Notoriously ill-reasoned Bush apologist Christopher Hitchens continues to defend discredited facts long after they've been dismissed by everyone else. In the last two weeks he has concentrated his venom on Ambassador Joe Wilson who exposed the Iraq-Niger connection as nonsense.
Hitchens is insisting that, forged documents notwithstanding, Saddam Hussein was desperately trying to purchase Uranium from Niger. And he is attacking Wilson primarily for making a laughingstock of such suggestions.
Former CIA agent Larry Johnson rather impolitely puts a boot up Hitchens' ass.
Saddam's ambassador to the Vatican, Wissam al-Zahawie, made a trip to Niger to, as a literate person can understand from Wilson's account, encourage African statesmen to break the diplomatic sanctions against Iraq which, along with their connection to all other UN sanctions, were devastating the country.
Hitchens' alternate theory is that Zahawie had no other business in Africa but to purchase uranium for bomb-making since poor Niger is merely:
a country known for absolutely nothing except its vast deposits of uranium ore.
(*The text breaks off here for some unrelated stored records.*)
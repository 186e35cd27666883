//! Speech-to-text over the ElevenLabs API.
//!
//! Sends audio bytes as a multipart upload and returns the transcript with
//! detected-language metadata. Calls carry a bounded timeout and are never
//! retried automatically; a timeout or non-2xx status surfaces as a
//! backend-unavailable failure with a human-readable message.
//!
//! The API key comes from the `ELEVENLABS_API_KEY` environment variable.

use serde::Deserialize;
use std::path::Path;
use std::time::Duration;

use crate::config::SttConfig;
use crate::error::{EngineError, Result};

const STT_URL: &str = "https://api.elevenlabs.io/v1/speech-to-text";

/// Transcription result for one audio object.
#[derive(Debug, Clone, Deserialize)]
pub struct Transcript {
    #[serde(default)]
    pub text: String,
    #[serde(default)]
    pub language_code: String,
    #[serde(default)]
    pub language_probability: f64,
    #[serde(default)]
    pub words: Vec<TranscriptWord>,
}

/// One word-level timestamp entry.
#[derive(Debug, Clone, Deserialize)]
pub struct TranscriptWord {
    #[serde(default)]
    pub text: String,
    #[serde(default)]
    pub start: f64,
    #[serde(default)]
    pub end: f64,
}

/// Transcribe a local audio file.
///
/// The file is read fully into memory and posted as multipart form data
/// along with the configured model and tagging options. Word timestamps
/// are always requested at word granularity.
pub async fn transcribe_file(config: &SttConfig, audio_path: &Path) -> Result<Transcript> {
    let api_key = std::env::var("ELEVENLABS_API_KEY").map_err(|_| {
        EngineError::BackendUnavailable("ELEVENLABS_API_KEY environment variable not set".into())
    })?;

    if !audio_path.exists() {
        return Err(EngineError::NotFound(format!(
            "audio file: {}",
            audio_path.display()
        )));
    }

    let bytes = std::fs::read(audio_path)?;
    let file_name = audio_path
        .file_name()
        .and_then(|n| n.to_str())
        .unwrap_or("audio.webm")
        .to_string();

    let client = reqwest::Client::builder()
        .timeout(Duration::from_secs(config.timeout_secs))
        .build()
        .map_err(|e| EngineError::BackendUnavailable(format!("HTTP client error: {e}")))?;

    let form = reqwest::multipart::Form::new()
        .part(
            "file",
            reqwest::multipart::Part::bytes(bytes).file_name(file_name),
        )
        .text("model_id", config.model_id.clone())
        .text("tag_audio_events", config.tag_audio_events.to_string())
        .text("timestamps_granularity", "word")
        .text("diarize", config.diarize.to_string());

    let resp = client
        .post(STT_URL)
        .header("xi-api-key", api_key)
        .multipart(form)
        .send()
        .await
        .map_err(|e| {
            if e.is_timeout() {
                EngineError::BackendUnavailable(
                    "speech-to-text request timed out; the audio file may be too long".into(),
                )
            } else {
                EngineError::BackendUnavailable(format!("speech-to-text request failed: {e}"))
            }
        })?;

    if !resp.status().is_success() {
        let status = resp.status();
        let detail = resp.text().await.unwrap_or_default();
        let detail = if detail.is_empty() {
            format!("HTTP {status}")
        } else {
            detail.chars().take(500).collect()
        };
        return Err(EngineError::BackendUnavailable(format!(
            "speech-to-text API error: {detail}"
        )));
    }

    let transcript: Transcript = resp.json().await.map_err(|e| {
        EngineError::BackendUnavailable(format!("speech-to-text response parse failed: {e}"))
    })?;

    Ok(transcript)
}

#[cfg(test)]
mod tests {
    use super::*;

    #[test]
    fn test_transcript_deserializes_with_missing_fields() {
        let json = r#"{"text":"hello world","language_code":"en"}"#;
        let t: Transcript = serde_json::from_str(json).unwrap();
        assert_eq!(t.text, "hello world");
        assert_eq!(t.language_code, "en");
        assert_eq!(t.language_probability, 0.0);
        assert!(t.words.is_empty());
    }

    #[test]
    fn test_transcript_words() {
        let json = r#"{"text":"hi","words":[{"text":"hi","start":0.1,"end":0.4}]}"#;
        let t: Transcript = serde_json::from_str(json).unwrap();
        assert_eq!(t.words.len(), 1);
        assert_eq!(t.words[0].text, "hi");
    }
}
use anyhow::Result;
use sqlx::sqlite::{SqliteConnectOptions, SqlitePool, SqlitePoolOptions};
use std::str::FromStr;
use std::time::Duration;

use crate::config::Config;

pub async fn connect(config: &Config) -> Result<SqlitePool> {
    let db_path = &config.db.path;

    // Ensure parent directory exists
    if let Some(parent) = db_path.parent() {
        std::fs::create_dir_all(parent)?;
    }

    let options = SqliteConnectOptions::from_str(&format!("sqlite:{}", db_path.display()))?
        .create_if_missing(true)
        .journal_mode(sqlx::sqlite::SqliteJournalMode::Wal)
        .busy_timeout(Duration::from_secs(5));

    let pool = SqlitePoolOptions::new()
        .max_connections(5)
        .connect_with(options)
        .await?;

    Ok(pool)
}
For a while Hitchens was saying that the ultimate evidence of Saddam's WMDs lay in the garden bed of Iraqi engineer Mahdi Obeidi. In his book The Bomb in My Garden (and soon to be a Johnny Depp-produced film) Obeidi tells of how he built a centrifuge prototype for Saddam in the 1980's, but buried it in his garden when UN inspections took force following the first Gulf War. Components and blue prints for the centrifuge prototype were abandoned and forgotten since 1991; any sane person would see this story as ultimate evidence of Saddam's impotency, not his danger. However, Hitchens has championed this book as the smoking gun in Saddam's quest for WMD. Compare the centrifuge prototype to Iran's functioning centrifuges. Then ask yourself what Saddam could have possibly done with any uranium, had he actually been seeking it. With only a prototype of an uranium enriching device buried in parts of a small garden, Saddam would have been better off mass-producing glow-in-the-dark Spiderman watches.
Of the many ridiculous claims Hitchens has made about Saddam's nuclear ambitions the fantastical Niger connection isn't even the most absurd. Hitchens' claim that Saddam was attempting to buy nuclear ICBMs from North Korea "off the shelf" stands in a class all by itself. Mind you, the "off the shelf" wording is what is most laughable. That North Korea is even capable of producing nuclear weapons is a source of some debate. The only people convinced of North Korea's bomb-making abilities are the same folk that assured us Saddam was days away from nuclear proliferation. Even sillier still, North Korea would have to create some kind of delivery system for a nuclear device for it to be even practical. North Korea's rocketry skills are commensurate to their skills at producing NBA stars.
If Christopher Hitchens imagines that Kim Jung Il is stocking his shelves with nuclear ICBMs for sale, there's almost nothing he can't imagine. Few are served when imagination is the crucial rationale in debates of war and conquest.